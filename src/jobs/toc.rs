//! `toc`: one table-of-contents JSON file per collection.

use super::{load_collection_ids, LETTERS_COLLECTION, LETTER_SPLITS};
use crate::config::Config;
use crate::lookup;
use anyhow::{Context, Result};
use once_cell::sync::Lazy;
use regex::Regex;
use rusqlite::{Connection, OptionalExtension};
use serde::Serialize;
use std::fs;
use std::path::PathBuf;

/// Legacy id of Läsning för barn, whose TOC comes from the split list.
const LFB_COLLECTION: i64 = 32;
const LFB_TITLE: &str = "Läsning för barn";

/// Collection whose description rows belong to the preceding item.
const DESCRIBED_COLLECTION: i64 = 20;

/// Links to letters without a publication.
const UNLINKED_LETTER_MARKER: &str = "Mibr";

/// Fragment reference inside a link: ";ch3" or ";ch3;pos12".
static FRAGMENT: Lazy<Regex> = Lazy::new(|| Regex::new(r";(ch\d{1,3}(;pos\d{1,4})?)").unwrap());

#[derive(Debug, Clone, PartialEq, Eq, Serialize)]
pub struct TocRoot {
    pub text: String,
    #[serde(rename = "collectionId")]
    pub collection_id: String,
    #[serde(rename = "type")]
    pub kind: String,
    pub children: Vec<TocItem>,
}

#[derive(Debug, Clone, PartialEq, Eq, Serialize)]
pub struct TocItem {
    pub url: String,
    #[serde(rename = "type")]
    pub kind: String,
    pub text: String,
    #[serde(rename = "itemId")]
    pub item_id: String,
    pub date: String,
    #[serde(skip_serializing_if = "Option::is_none")]
    pub description: Option<String>,
}

impl TocRoot {
    fn new(text: &str, collection_id: i64) -> Self {
        Self {
            text: text.to_string(),
            collection_id: collection_id.to_string(),
            kind: "title".to_string(),
            children: Vec::new(),
        }
    }
}

impl TocItem {
    fn new(kind: &str, text: &str, item_id: String, date: Option<&str>) -> Self {
        Self {
            url: String::new(),
            kind: kind.to_string(),
            text: text.to_string(),
            item_id,
            date: date.unwrap_or("").to_string(),
            description: None,
        }
    }
}

/// One `tableofcontents` row.
#[derive(Debug, Clone, Default)]
struct TocRow {
    title: String,
    date: Option<String>,
    link: Option<String>,
    sort_order: Option<i64>,
    group_order: Option<i64>,
}

/// Publication ids of the current project, by legacy id.
pub struct PublicationLookup<'a> {
    pub conn: &'a Connection,
    pub project_id: i64,
}

impl PublicationLookup<'_> {
    pub fn id(&self, legacy_id: &str) -> Result<Option<i64>> {
        Ok(self
            .conn
            .query_row(
                "SELECT id FROM publication WHERE legacy_id = ?1 AND publication_collection_id IN (
                     SELECT id FROM publication_collection WHERE project_id = ?2)
                 ORDER BY id LIMIT 1",
                rusqlite::params![legacy_id, self.project_id],
                |r| r.get(0),
            )
            .optional()?)
    }

    /// Id as text for an item id; empty (with a warning) when unknown.
    fn id_text(&self, legacy_id: &str) -> Result<String> {
        Ok(match self.id(legacy_id)? {
            Some(id) => id.to_string(),
            None => {
                eprintln!("Warning: {} not found in publication", legacy_id);
                String::new()
            }
        })
    }
}

/// Split "12;ch3;pos4" into the link without fragments and "ch3;pos4".
pub fn split_fragment(link: &str) -> (String, Option<String>) {
    let fragment = FRAGMENT
        .captures(link)
        .and_then(|c| c.get(1))
        .map(|m| m.as_str().to_string());
    (FRAGMENT.replace_all(link, "").into_owned(), fragment)
}

/// Legacy collection prefix of publication legacy ids.
fn legacy_prefix(old_collection: i64) -> i64 {
    if LETTER_SPLITS.iter().any(|(_, split)| *split == old_collection) {
        LETTERS_COLLECTION
    } else {
        old_collection
    }
}

/// "{collection}_{publication}[_{fragment}]", or empty for rows without a link.
fn item_id(
    link: Option<&str>,
    old_collection: i64,
    new_collection: i64,
    publications: &PublicationLookup,
) -> Result<String> {
    let Some(link) = link.filter(|l| !l.is_empty()) else {
        return Ok(String::new());
    };
    let (link, fragment) = split_fragment(link);
    let legacy_id = format!("{}_{}", legacy_prefix(old_collection), link);
    let publication = publications.id_text(&legacy_id)?;
    Ok(match fragment {
        Some(fragment) => format!("{}_{}_{}", new_collection, publication, fragment),
        None => format!("{}_{}", new_collection, publication),
    })
}

fn query_rows(legacy: &Connection, sql: &str, params: &[i64], grouped: bool) -> Result<Vec<TocRow>> {
    let mut stmt = legacy.prepare(sql)?;
    let rows = stmt.query_map(rusqlite::params_from_iter(params), |r| {
        Ok(TocRow {
            title: r.get::<_, Option<String>>(0)?.unwrap_or_default(),
            date: r.get(1)?,
            link: r.get(2)?,
            sort_order: r.get(3)?,
            group_order: if grouped { r.get(4)? } else { None },
        })
    })?;
    Ok(rows.collect::<rusqlite::Result<_>>()?)
}

/// Rows of one collection in TOC order.
fn read_rows(legacy: &Connection, old_collection: i64) -> Result<Vec<TocRow>> {
    let split = LETTER_SPLITS.iter().find(|(_, split)| *split == old_collection);
    let undated = |row: &TocRow| row.date.clone().unwrap_or_else(|| "0".to_string());

    let rows = match split {
        Some((1, _)) => {
            let mut rows = query_rows(
                legacy,
                "SELECT t.title, t.toc_date, t.toc_linkID, t.sortOrder, g.sortOrder
                 FROM tableofcontents t, publications_group g
                 WHERE t.toc_zts_id = ?1 AND t.toc_coll_id = ?2 AND t.toc_group_id = g.group_id
                 ORDER BY t.rowid",
                &[LETTERS_COLLECTION, 1],
                true,
            )?;
            rows.sort_by_key(|r| (r.group_order, undated(r)));
            rows
        }
        Some((sub, _)) => {
            let mut rows = query_rows(
                legacy,
                "SELECT title, toc_date, toc_linkID, sortOrder FROM tableofcontents
                 WHERE toc_zts_id = ?1 AND toc_coll_id = ?2 ORDER BY rowid",
                &[LETTERS_COLLECTION, *sub],
                false,
            )?;
            rows.sort_by_key(undated);
            rows
        }
        None => {
            let mut rows = query_rows(
                legacy,
                "SELECT title, toc_date, toc_linkID, sortOrder FROM tableofcontents
                 WHERE toc_zts_id = ?1 ORDER BY rowid",
                &[old_collection],
                false,
            )?;
            rows.sort_by_key(|r| r.sort_order);
            rows
        }
    };
    Ok(rows)
}

/// TOC of one collection; None when it has no rows. The first row names the
/// collection.
fn build_toc(
    rows: &[TocRow],
    old_collection: i64,
    new_collection: i64,
    publications: &PublicationLookup,
) -> Result<Option<TocRoot>> {
    let Some((head, items)) = rows.split_first() else {
        return Ok(None);
    };
    let mut root = TocRoot::new(&head.title, new_collection);

    for row in items {
        if row
            .link
            .as_deref()
            .is_some_and(|l| l.contains(UNLINKED_LETTER_MARKER))
        {
            continue;
        }
        let item_id = item_id(row.link.as_deref(), old_collection, new_collection, publications)?;

        if item_id.is_empty() && old_collection == DESCRIBED_COLLECTION {
            match root.children.last_mut() {
                Some(previous) => previous.description = Some(row.title.clone()),
                None => eprintln!("Warning: description without item: {}", row.title),
            }
            continue;
        }
        let kind = if item_id.is_empty() { "section_title" } else { "est" };
        root.children
            .push(TocItem::new(kind, &row.title, item_id, row.date.as_deref()));
    }
    Ok(Some(root))
}

fn lfb_toc(config: &Config, new_collection: i64, publications: &PublicationLookup) -> Result<TocRoot> {
    let entries = lookup::read_lfb_split(&config.csv_path(lookup::LFB_SPLIT))?;
    let mut root = TocRoot::new(LFB_TITLE, new_collection);
    for entry in &entries {
        let publication = publications.id_text(&entry.legacy_id)?;
        root.children.push(TocItem::new(
            "est",
            &entry.name,
            format!("{}_{}", new_collection, publication),
            None,
        ));
    }
    Ok(root)
}

fn write_toc(config: &Config, toc: &TocRoot) -> Result<PathBuf> {
    fs::create_dir_all(&config.toc_dir)
        .with_context(|| format!("Failed to create {}", config.toc_dir.display()))?;
    let path = config.toc_dir.join(format!("{}.json", toc.collection_id));
    let json = serde_json::to_string(toc)?;
    fs::write(&path, json).with_context(|| format!("Failed to write {}", path.display()))?;
    Ok(path)
}

/// Returns the TOC files written.
pub fn run(legacy: &Connection, target: &Connection, config: &Config) -> Result<Vec<PathBuf>> {
    let collections = load_collection_ids(config)?;
    let publications = PublicationLookup {
        conn: target,
        project_id: config.project_id,
    };
    let mut written = Vec::new();

    for (old, new) in collections.sorted() {
        if old == LFB_COLLECTION {
            continue;
        }
        let rows = read_rows(legacy, old)?;
        match build_toc(&rows, old, new, &publications)? {
            Some(toc) => written.push(write_toc(config, &toc)?),
            None => eprintln!("Warning: no TOC rows for collection {} (new id {})", old, new),
        }
    }

    match collections.get(LFB_COLLECTION) {
        Some(new) => {
            let toc = lfb_toc(config, new, &publications)?;
            written.push(write_toc(config, &toc)?);
        }
        None => eprintln!("Warning: collection {} was not migrated", LFB_COLLECTION),
    }

    eprintln!("Wrote {} TOC files to {}", written.len(), config.toc_dir.display());
    Ok(written)
}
◆ ◆ ◆
» **Description of the task**
Up to and including the line with "const LFB_TITLE: &str", reproduce the material above exactly as it appears, starting from its first line.

» **Task result**
filename src/jobs/toc.rs
//! `toc`: one table-of-contents JSON file per collection.

use super::{load_collection_ids, LETTERS_COLLECTION, LETTER_SPLITS};
use crate::config::Config;
use crate::lookup;
use anyhow::{Context, Result};
use once_cell::sync::Lazy;
use regex::Regex;
use rusqlite::{Connection, OptionalExtension};
use serde::Serialize;
use std::fs;
use std::path::PathBuf;

/// Legacy id of Läsning för barn, whose TOC comes from the split list.
const LFB_COLLECTION: i64 = 32;
const LFB_TITLE: &str = "Läsning för barn";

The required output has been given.